Pick each line that has "without" out of the records.

Records
[Start of Attachment]

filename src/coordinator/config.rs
use std::time::Duration;

use serde::{Deserialize, Serialize};

use crate::{QueueError, Result};

/// Period between trigger ticks unless configured otherwise
pub const DEFAULT_TICK_INTERVAL: Duration = Duration::from_secs(5);

/// Buffer of the observer event channel unless configured otherwise
pub const DEFAULT_EVENT_CAPACITY: usize = 256;

/// What happens to the queue once a batch finishes
#[derive(Debug, Clone, Copy, PartialEq, Eq, Default, Serialize, Deserialize)]
#[serde(rename_all = "snake_case")]
pub enum RequeuePolicy {
    /// Empty the queue unconditionally, including items enqueued while the
    /// batch was running.
    #[default]
    ClearAll,
    /// Keep failed snapshot items and anything enqueued during the batch,
    /// in queue order, for the next tick.
    RetainFailed,
}

/// Coordinator configuration, passed explicitly at construction
#[derive(Debug, Clone, PartialEq, Serialize, Deserialize)]
pub struct CoordinatorConfig {
    /// Interval of the interval trigger
    #[serde(default = "default_tick_interval")]
    pub tick_interval: Duration,

    /// Upper bound on a single executor call; unbounded when `None`
    #[serde(default)]
    pub submit_timeout: Option<Duration>,

    /// Queue policy applied when a batch finishes
    #[serde(default)]
    pub requeue_policy: RequeuePolicy,

    /// Capacity of the broadcast channel carrying observer events
    #[serde(default = "default_event_capacity")]
    pub event_capacity: usize,
}

fn default_tick_interval() -> Duration {
    DEFAULT_TICK_INTERVAL
}

fn default_event_capacity() -> usize {
    DEFAULT_EVENT_CAPACITY
}

impl Default for CoordinatorConfig {
    fn default() -> Self {
        Self {
            tick_interval: DEFAULT_TICK_INTERVAL,
            submit_timeout: None,
            requeue_policy: RequeuePolicy::default(),
            event_capacity: DEFAULT_EVENT_CAPACITY,
        }
    }
}

impl CoordinatorConfig {
    pub fn with_tick_interval(mut self, interval: Duration) -> Self {
        self.tick_interval = interval;
        self
    }

    pub fn with_submit_timeout(mut self, timeout: Duration) -> Self {
        self.submit_timeout = Some(timeout);
        self
    }

    pub fn with_requeue_policy(mut self, policy: RequeuePolicy) -> Self {
        self.requeue_policy = policy;
        self
    }

    pub fn with_event_capacity(mut self, capacity: usize) -> Self {
        self.event_capacity = capacity;
        self
    }

    /// Reject values the runtime cannot honor
    pub fn validate(&self) -> Result<()> {
        if self.tick_interval.is_zero() {
            return Err(QueueError::InvalidConfig(
                "tick_interval must be greater than zero".to_string(),
            ));
        }
        if self.submit_timeout.is_some_and(|t| t.is_zero()) {
            return Err(QueueError::InvalidConfig(
                "submit_timeout must be greater than zero".to_string(),
            ));
        }
        if self.event_capacity == 0 {
            return Err(QueueError::InvalidConfig(
                "event_capacity must be greater than zero".to_string(),
            ));
        }
        Ok(())
    }
}

#[cfg(test)]
mod tests {
    use super::*;

    #[test]
    fn test_defaults() {
        let config = CoordinatorConfig::default();
        assert_eq!(config.tick_interval, Duration::from_secs(5));
        assert_eq!(config.submit_timeout, None);
        assert_eq!(config.requeue_policy, RequeuePolicy::ClearAll);
        assert!(config.validate().is_ok());
    }

    #[test]
    fn test_builder_setters() {
        let config = CoordinatorConfig::default()
            .with_tick_interval(Duration::from_millis(250))
            .with_submit_timeout(Duration::from_secs(3))
            .with_requeue_policy(RequeuePolicy::RetainFailed)
            .with_event_capacity(8);

        assert_eq!(config.tick_interval, Duration::from_millis(250));
        assert_eq!(config.submit_timeout, Some(Duration::from_secs(3)));
        assert_eq!(config.requeue_policy, RequeuePolicy::RetainFailed);
        assert_eq!(config.event_capacity, 8);
    }

    #[test]
    fn test_validate_rejects_zero_values() {
        let zero_tick = CoordinatorConfig::default().with_tick_interval(Duration::ZERO);
        assert!(matches!(zero_tick.validate(), Err(QueueError::InvalidConfig(_))));

        let zero_timeout = CoordinatorConfig::default().with_submit_timeout(Duration::ZERO);
        assert!(matches!(zero_timeout.validate(), Err(QueueError::InvalidConfig(_))));

        let zero_capacity = CoordinatorConfig::default().with_event_capacity(0);
        assert!(matches!(zero_capacity.validate(), Err(QueueError::InvalidConfig(_))));
    }

    #[test]
    fn test_deserialize_fills_defaults() {
        let config: CoordinatorConfig =
            serde_json::from_str(r#"{ "requeue_policy": "retain_failed" }"#).unwrap();

        assert_eq!(config.requeue_policy, RequeuePolicy::RetainFailed);
        assert_eq!(config.tick_interval, DEFAULT_TICK_INTERVAL);
        assert_eq!(config.event_capacity, DEFAULT_EVENT_CAPACITY);
    }
}
use std::collections::HashSet;

use chrono::{DateTime, Utc};
use serde::{Deserialize, Serialize};

use crate::batch::{BatchId, Submission, SubmissionId, SubmissionOutcome};

/// Coarse state of the coordinator
#[derive(Debug, Clone, Copy, PartialEq, Eq, Serialize, Deserialize)]
pub enum Phase {
    /// No batch in flight
    Idle,
    /// A batch is executing
    Submitting,
}

/// The batch currently executing
#[derive(Debug, Clone, PartialEq, Serialize, Deserialize)]
pub struct InFlightBatch {
    /// Identity of this batch attempt
    pub id: BatchId,
    /// Submissions captured at batch start; never changes afterwards
    pub snapshot: Vec<Submission>,
    /// Outcomes received so far, in completion order
    pub results: Vec<SubmissionOutcome>,
    /// When the batch was fanned out
    pub started_at: DateTime<Utc>,
}

impl InFlightBatch {
    pub(crate) fn new(snapshot: Vec<Submission>) -> Self {
        Self {
            id: BatchId::new(),
            snapshot,
            results: Vec::new(),
            started_at: Utc::now(),
        }
    }

    /// Number of submissions in the snapshot
    pub fn total(&self) -> usize {
        self.snapshot.len()
    }

    /// Number of outcomes received so far
    pub fn completed(&self) -> usize {
        self.results.len()
    }

    /// Whether `id` is part of the snapshot
    pub fn contains(&self, id: SubmissionId) -> bool {
        self.snapshot.iter().any(|s| s.id() == id)
    }

    /// Whether an outcome for `id` was already recorded
    pub fn has_result_for(&self, id: SubmissionId) -> bool {
        self.results.iter().any(|r| r.id() == id)
    }

    /// Ids of snapshot items whose outcome was a failure
    pub fn failed_ids(&self) -> HashSet<SubmissionId> {
        self.results
            .iter()
            .filter(|r| !r.is_success())
            .map(SubmissionOutcome::id)
            .collect()
    }
}

/// Everything the coordinator owns
#[derive(Debug, Clone, Default, PartialEq, Serialize, Deserialize)]
pub struct CoordinatorState {
    /// Live queue in insertion order
    pub queue: Vec<Submission>,
    /// Batch currently executing, if any
    pub in_flight: Option<InFlightBatch>,
}

impl CoordinatorState {
    /// Idle state holding `queue`
    pub fn with_queue(queue: Vec<Submission>) -> Self {
        Self {
            queue,
            in_flight: None,
        }
    }

    /// `Submitting` exactly when a batch is in flight
    pub fn phase(&self) -> Phase {
        match self.in_flight {
            Some(_) => Phase::Submitting,
            None => Phase::Idle,
        }
    }
}
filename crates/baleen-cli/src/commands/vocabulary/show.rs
use baleen_core::errors::CoreError;
use baleen_core::format::{decimal_format, number_format};
use baleen_core::responses::{TopicSummary, VocabularyShowResponse};
use baleen_core::vocabulary::{Vocabularies, VocabularyRecord};

use crate::cli::GlobalFlags;
use crate::commands::shared::limit::{apply_limit, effective_limit};
use crate::context::AppContext;
use crate::output::{Table, output_with_tables};

pub async fn handle(
    topic: &str,
    top: Option<u32>,
    ctx: &AppContext,
    flags: &GlobalFlags,
) -> anyhow::Result<()> {
    let vocabularies = super::fetch_vocabularies(ctx).await?;
    let limit = effective_limit(top, flags.limit, ctx.config.general.default_limit);
    let response = build_response(&vocabularies, topic, limit)?;
    output_with_tables(&response, flags.format, tables)
}

/// Exact topic match first, then a case-insensitive one.
fn find_topic<'a>(
    vocabularies: &'a Vocabularies,
    topic: &str,
) -> Option<(&'a String, &'a VocabularyRecord)> {
    vocabularies.get_key_value(topic).or_else(|| {
        vocabularies
            .iter()
            .find(|(name, _)| name.eq_ignore_ascii_case(topic))
    })
}

fn build_response(
    vocabularies: &Vocabularies,
    topic: &str,
    limit: u32,
) -> Result<VocabularyShowResponse, CoreError> {
    let (name, record) = find_topic(vocabularies, topic).ok_or_else(|| CoreError::NotFound {
        kind: "topic".to_string(),
        key: topic.to_string(),
    })?;

    let mut most_common_words = record.word_rows();
    let total_listed = most_common_words.len();
    apply_limit(&mut most_common_words, limit);

    Ok(VocabularyShowResponse {
        statistics: TopicSummary::from_record(name, record),
        most_common_words,
        total_listed,
    })
}

fn tables(response: &VocabularyShowResponse) -> Vec<Table> {
    let stats = &response.statistics;
    let mut statistics = Table::new(["statistic", "value"]).with_title(stats.topic.clone());
    statistics.push_row(["documents".to_string(), number_format(stats.total_documents)]);
    statistics.push_row(["words".to_string(), number_format(stats.total_words)]);
    statistics.push_row(["unique words".to_string(), number_format(stats.total_unique_words)]);
    statistics.push_row([
        "words/document".to_string(),
        decimal_format(stats.words_per_document),
    ]);

    let mut words = Table::new(["word", "count", "percentage"]).with_title(format!(
        "most common words ({} of {})",
        response.most_common_words.len(),
        response.total_listed
    ));
    for row in &response.most_common_words {
        words.push_row([
            row.word.clone(),
            number_format(row.count),
            row.percentage
                .map_or_else(|| String::from("-"), |p| format!("{}%", decimal_format(p))),
        ]);
    }

    vec![statistics, words]
}
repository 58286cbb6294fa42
//! # baleen-core
//!
//! Core types, menu resolution, and error types for the Baleen admin client.
//!
//! This crate provides the foundational types shared across all Baleen admin crates:
//! - Vocabulary statistics records as served by the Baleen backend
//! - The navigation menu tree and its resolver (lookup, ancestor chain, route activation)
//! - Number formatting helpers for statistics display
//! - Cross-cutting error types
//! - CLI response types

pub mod errors;
pub mod format;
pub mod menu;
pub mod responses;
pub mod vocabulary;
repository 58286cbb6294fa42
use clap::Subcommand;

#[derive(Clone, Debug, Subcommand)]
pub enum VocabularyCommands {
    /// Per-topic statistics for every vocabulary
    List,
    /// One topic's statistics and its most common words
    Show {
        /// Topic name (e.g. english)
        topic: String,
        /// Number of most common words to list
        #[arg(long)]
        top: Option<u32>,
    },
}
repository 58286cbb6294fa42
mod app_context;
mod config_warnings;

pub use app_context::AppContext;
pub use config_warnings::warn_unconfigured;
pub mod list;
pub mod show;

use anyhow::Context;
use baleen_core::vocabulary::Vocabularies;
use baleen_store::FetchStatus;

use crate::cli::GlobalFlags;
use crate::cli::subcommands::VocabularyCommands;
use crate::context::AppContext;
use crate::progress::Progress;

/// Handle `baleen-admin vocabulary <action>`.
pub async fn handle(
    action: &VocabularyCommands,
    ctx: &AppContext,
    flags: &GlobalFlags,
) -> anyhow::Result<()> {
    match action {
        VocabularyCommands::List => list::handle(ctx, flags).await,
        VocabularyCommands::Show { topic, top } => show::handle(topic, *top, ctx, flags).await,
    }
}

/// Run one request through the store and return the loaded collection.
///
/// The spinner follows the store's loading view rather than the task
/// handle, so it reflects what any other subscriber would see.
async fn fetch_vocabularies(ctx: &AppContext) -> anyhow::Result<Vocabularies> {
    let spinner = Progress::spinner("Fetching vocabularies");
    let mut loading = ctx.store.loading_view();
    let request = ctx.store.spawn_request_all();

    while let Some(&is_loading) = loading.changed().await {
        if !is_loading {
            break;
        }
        spinner.set_message(&format!(
            "Fetching vocabularies from {}",
            ctx.config.api.endpoint
        ));
    }

    let status = request.await.context("vocabulary request task failed")?;
    let state = ctx.store.snapshot();

    match status {
        FetchStatus::Loaded => {
            spinner.finish_clear();
            state
                .data
                .context("vocabulary request succeeded without a payload")
        }
        _ => {
            let message = state
                .error
                .unwrap_or_else(|| format!("vocabulary request ended in state {status:?}"));
            spinner.finish_err(&message);
            Err(anyhow::anyhow!(message).context("failed to fetch vocabularies"))
        }
    }
}
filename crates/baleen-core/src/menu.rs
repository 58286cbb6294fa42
//! Navigation menu tree of the admin dashboard and its resolver.
//!
//! The tree is authored once ([`menu_items`]) and never mutated. Lookups are
//! depth-first over the forest: each root is checked, then its subtree, before
//! the next root. Keys are unique across the whole tree, so at most one entry
//! matches a key.
//!
//! `parent_key` is a back-reference by key, not ownership. A cycle in those
//! references makes [`find_all_parents`] loop forever; menus must not be
//! built that way. [`validate_menu`] checks key uniqueness and that every
//! parent reference resolves, but does not look for cycles.

use std::collections::HashSet;
use std::sync::OnceLock;

use schemars::JsonSchema;
use serde::{Deserialize, Serialize};

use crate::errors::CoreError;

/// Route the router falls back to for the root path and unknown paths.
pub const DEFAULT_ROUTE: &str = "/dashboard";

/// Small label rendered next to a menu entry.
#[derive(Debug, Clone, PartialEq, Eq, Serialize, Deserialize, JsonSchema)]
pub struct MenuBadge {
    pub variant: String,
    pub text: String,
}

/// One node of the sidebar navigation tree.
#[derive(Debug, Clone, PartialEq, Eq, Serialize, Deserialize, JsonSchema)]
pub struct MenuEntry {
    pub key: String,
    pub label: String,
    /// Section header rather than a link.
    #[serde(default)]
    pub is_title: bool,
    #[serde(default, skip_serializing_if = "Option::is_none")]
    pub icon: Option<String>,
    #[serde(default, skip_serializing_if = "Option::is_none")]
    pub url: Option<String>,
    #[serde(default, skip_serializing_if = "Option::is_none")]
    pub badge: Option<MenuBadge>,
    #[serde(default, skip_serializing_if = "Option::is_none")]
    pub parent_key: Option<String>,
    /// Link target (e.g. `_blank`).
    #[serde(default, skip_serializing_if = "Option::is_none")]
    pub target: Option<String>,
    #[serde(default, skip_serializing_if = "Vec::is_empty")]
    pub children: Vec<MenuEntry>,
}

impl MenuEntry {
    #[must_use]
    pub fn new(key: impl Into<String>, label: impl Into<String>) -> Self {
        Self {
            key: key.into(),
            label: label.into(),
            is_title: false,
            icon: None,
            url: None,
            badge: None,
            parent_key: None,
            target: None,
            children: Vec::new(),
        }
    }

    /// Section header entry.
    #[must_use]
    pub fn title(key: impl Into<String>, label: impl Into<String>) -> Self {
        Self {
            is_title: true,
            ..Self::new(key, label)
        }
    }

    #[must_use]
    pub fn with_url(mut self, url: impl Into<String>) -> Self {
        self.url = Some(url.into());
        self
    }

    #[must_use]
    pub fn with_icon(mut self, icon: impl Into<String>) -> Self {
        self.icon = Some(icon.into());
        self
    }

    #[must_use]
    pub fn with_badge(mut self, variant: impl Into<String>, text: impl Into<String>) -> Self {
        self.badge = Some(MenuBadge {
            variant: variant.into(),
            text: text.into(),
        });
        self
    }

    #[must_use]
    pub fn with_parent(mut self, parent_key: impl Into<String>) -> Self {
        self.parent_key = Some(parent_key.into());
        self
    }

    #[must_use]
    pub fn with_target(mut self, target: impl Into<String>) -> Self {
        self.target = Some(target.into());
        self
    }

    #[must_use]
    pub fn with_children(mut self, children: Vec<Self>) -> Self {
        self.children = children;
        self
    }
}

/// The built-in admin dashboard menu.
pub fn menu_items() -> &'static [MenuEntry] {
    static MENU_ITEMS: OnceLock<Vec<MenuEntry>> = OnceLock::new();
    MENU_ITEMS.get_or_init(|| {
        vec![
            MenuEntry::new("dashboards", "Dashboard")
                .with_icon("home")
                .with_url(DEFAULT_ROUTE),
            MenuEntry::title("apps", "Apps"),
            MenuEntry::new("apps-vocab", "Vocabulary")
                .with_icon("book")
                .with_url("/vocabulary"),
            MenuEntry::new("apps-topic", "Topic")
                .with_icon("message-square")
                .with_url("/topics"),
        ]
    })
}

fn find_by<'a, F>(tree: &'a [MenuEntry], predicate: &F) -> Option<&'a MenuEntry>
where
    F: Fn(&MenuEntry) -> bool,
{
    for entry in tree {
        if predicate(entry) {
            return Some(entry);
        }
        if let Some(found) = find_by(&entry.children, predicate) {
            return Some(found);
        }
    }
    None
}

/// Find the entry whose key equals `key`.
///
/// Returns `None` for an empty key, an empty tree, or an unknown key.
#[must_use]
pub fn find_menu_item<'a>(tree: &'a [MenuEntry], key: &str) -> Option<&'a MenuEntry> {
    if key.is_empty() {
        return None;
    }
    find_by(tree, &|entry| entry.key == key)
}

/// Find the entry whose `url` equals `url`.
#[must_use]
pub fn find_menu_item_by_url<'a>(tree: &'a [MenuEntry], url: &str) -> Option<&'a MenuEntry> {
    if url.is_empty() {
        return None;
    }
    find_by(tree, &|entry| entry.url.as_deref() == Some(url))
}

/// Keys of every ancestor of `entry`, nearest parent first.
///
/// Stops at the first entry without a `parent_key` or whose parent cannot be
/// found in `tree`.
#[must_use]
pub fn find_all_parents(tree: &[MenuEntry], entry: &MenuEntry) -> Vec<String> {
    let mut parents = Vec::new();
    let mut current = entry;
    while let Some(parent_key) = current.parent_key.as_deref() {
        let Some(parent) = find_menu_item(tree, parent_key) else {
            break;
        };
        parents.push(parent.key.clone());
        current = parent;
    }
    parents
}

/// The sidebar entry to highlight for a route, and the groups to expand.
#[derive(Debug, Clone, PartialEq, Eq, Serialize, Deserialize, JsonSchema)]
pub struct ActiveMenu {
    pub key: String,
    pub url: String,
    /// Ancestor keys, nearest first.
    pub expanded: Vec<String>,
}

/// Resolve the active menu entry for a route path.
///
/// The root path and paths no entry links to fall back to
/// [`DEFAULT_ROUTE`], mirroring the router's redirects. Returns `None` only
/// when the tree has no entry for the fallback either.
#[must_use]
pub fn resolve_active(tree: &[MenuEntry], path: &str) -> Option<ActiveMenu> {
    let path = normalize_path(path);
    let entry = find_menu_item_by_url(tree, &path)
        .or_else(|| find_menu_item_by_url(tree, DEFAULT_ROUTE))?;

    Some(ActiveMenu {
        key: entry.key.clone(),
        url: entry.url.clone().unwrap_or_default(),
        expanded: find_all_parents(tree, entry),
    })
}

fn normalize_path(path: &str) -> String {
    let path = path
        .trim()
        .split(['?', '#'])
        .next()
        .unwrap_or_default()
        .trim_end_matches('/');

    if path.is_empty() {
        DEFAULT_ROUTE.to_string()
    } else if path.starts_with('/') {
        path.to_string()
    } else {
        format!("/{path}")
    }
}

/// Check that keys are unique and every `parent_key` names an existing entry.
///
/// # Errors
///
/// Returns [`CoreError::Validation`] naming the first offending key.
pub fn validate_menu(tree: &[MenuEntry]) -> Result<(), CoreError> {
    let rows = flatten(tree);

    let mut keys = HashSet::with_capacity(rows.len());
    for row in &rows {
        if !keys.insert(row.key.as_str()) {
            return Err(CoreError::Validation(format!(
                "duplicate menu key '{}'",
                row.key
            )));
        }
    }

    for row in &rows {
        if let Some(parent_key) = row.parent_key.as_deref()
            && !keys.contains(parent_key)
        {
            return Err(CoreError::Validation(format!(
                "menu entry '{}' references unknown parent '{parent_key}'",
                row.key
            )));
        }
    }

    Ok(())
}

/// A menu entry without its children, annotated with its depth in the tree.
#[derive(Debug, Clone, PartialEq, Eq, Serialize, Deserialize, JsonSchema)]
pub struct MenuRow {
    pub key: String,
    pub label: String,
    pub depth: usize,
    pub is_title: bool,
    pub url: Option<String>,
    pub parent_key: Option<String>,
}

/// Pre-order listing of the whole tree.
#[must_use]
pub fn flatten(tree: &[MenuEntry]) -> Vec<MenuRow> {
    fn walk(entries: &[MenuEntry], depth: usize, rows: &mut Vec<MenuRow>) {
        for entry in entries {
            rows.push(MenuRow {
                key: entry.key.clone(),
                label: entry.label.clone(),
                depth,
                is_title: entry.is_title,
                url: entry.url.clone(),
                parent_key: entry.parent_key.clone(),
            });
            walk(&entry.children, depth + 1, rows);
        }
    }

    let mut rows = Vec::new();
    walk(tree, 0, &mut rows);
    rows
}
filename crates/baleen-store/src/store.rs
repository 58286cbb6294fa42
//! The vocabulary store: single owner of the [`FetchState`].

use std::sync::Arc;

use baleen_api::VocabularySource;
use baleen_core::vocabulary::Vocabularies;
use tokio::sync::{broadcast, watch};
use tokio::task::JoinHandle;

use crate::selectors::{self, DerivedView};
use crate::state::{FetchEvent, FetchState, FetchStatus};

/// Buffered events per subscriber before slow receivers start lagging.
const DEFAULT_EVENT_CAPACITY: usize = 64;

/// Holds the fetch state for one vocabulary source and publishes every
/// transition.
pub struct VocabularyStore<S> {
    source: S,
    state: watch::Sender<FetchState>,
    events: broadcast::Sender<FetchEvent>,
}

impl<S: VocabularySource> VocabularyStore<S> {
    #[must_use]
    pub fn new(source: S) -> Self {
        Self::with_event_capacity(source, DEFAULT_EVENT_CAPACITY)
    }

    /// # Panics
    ///
    /// Panics if `capacity` is zero.
    #[must_use]
    pub fn with_event_capacity(source: S, capacity: usize) -> Self {
        let (state, _) = watch::channel(FetchState::default());
        let (events, _) = broadcast::channel(capacity);
        Self {
            source,
            state,
            events,
        }
    }

    /// The source requests are sent to.
    #[must_use]
    pub const fn source(&self) -> &S {
        &self.source
    }

    /// Copy of the current state.
    #[must_use]
    pub fn snapshot(&self) -> FetchState {
        self.state.borrow().clone()
    }

    /// Receiver of every published state.
    #[must_use]
    pub fn subscribe(&self) -> watch::Receiver<FetchState> {
        self.state.subscribe()
    }

    /// Receiver of every event applied from now on.
    #[must_use]
    pub fn events(&self) -> broadcast::Receiver<FetchEvent> {
        self.events.subscribe()
    }

    /// Memoized view over an arbitrary projection of the state.
    #[must_use]
    pub fn view<T>(&self, projection: fn(&FetchState) -> T) -> DerivedView<T> {
        DerivedView::new(self.subscribe(), projection)
    }

    /// View of the last fetched collection.
    #[must_use]
    pub fn data_view(&self) -> DerivedView<Option<Vocabularies>> {
        self.view(|state| selectors::current_data(state).cloned())
    }

    /// View of the loading flag.
    #[must_use]
    pub fn loading_view(&self) -> DerivedView<bool> {
        self.view(selectors::is_currently_loading)
    }

    /// View of the last failure message.
    #[must_use]
    pub fn error_view(&self) -> DerivedView<Option<String>> {
        self.view(|state| selectors::current_error(state).map(str::to_string))
    }

    /// Apply `event` to the state and publish both.
    pub fn dispatch(&self, event: FetchEvent) {
        tracing::trace!(event = event.kind(), "dispatch");
        self.state.send_modify(|state| state.apply(&event));
        // No subscribers is not an error.
        let _ = self.events.send(event);
    }

    /// Fetch the whole collection once.
    ///
    /// Publishes `RequestStarted`, then exactly one of `RequestSucceeded` or
    /// `RequestFailed`. Overlapping calls are neither merged nor ordered:
    /// each publishes its own resolution.
    pub async fn request_all(&self) -> FetchStatus {
        self.dispatch(FetchEvent::RequestStarted);
        tracing::debug!("requesting vocabularies");

        match self.source.fetch_vocabularies().await {
            Ok(payload) => {
                tracing::debug!(topics = payload.len(), "vocabularies loaded");
                self.dispatch(FetchEvent::RequestSucceeded { payload });
                FetchStatus::Loaded
            }
            Err(error) => {
                tracing::warn!(%error, "failed to fetch vocabularies");
                self.dispatch(FetchEvent::RequestFailed {
                    error: error.to_string(),
                });
                FetchStatus::Failed
            }
        }
    }
}

impl<S: VocabularySource + 'static> VocabularyStore<S> {
    /// Run [`Self::request_all`] as a detached task.
    ///
    /// The request runs to completion and publishes its result even if the
    /// handle is dropped.
    pub fn spawn_request_all(self: &Arc<Self>) -> JoinHandle<FetchStatus> {
        let store = Arc::clone(self);
        tokio::spawn(async move { store.request_all().await })
    }
}

impl<S> std::fmt::Debug for VocabularyStore<S> {
    fn fmt(&self, f: &mut std::fmt::Formatter<'_>) -> std::fmt::Result {
        f.debug_struct("VocabularyStore")
            .field("state", &*self.state.borrow())
            .finish_non_exhaustive()
    }
}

[End of Attachment]

Response area
                .context("vocabulary request succeeded without a payload")
/// Stops at the first entry without a `parent_key` or whose parent cannot be
/// A menu entry without its children, annotated with its depth in the tree.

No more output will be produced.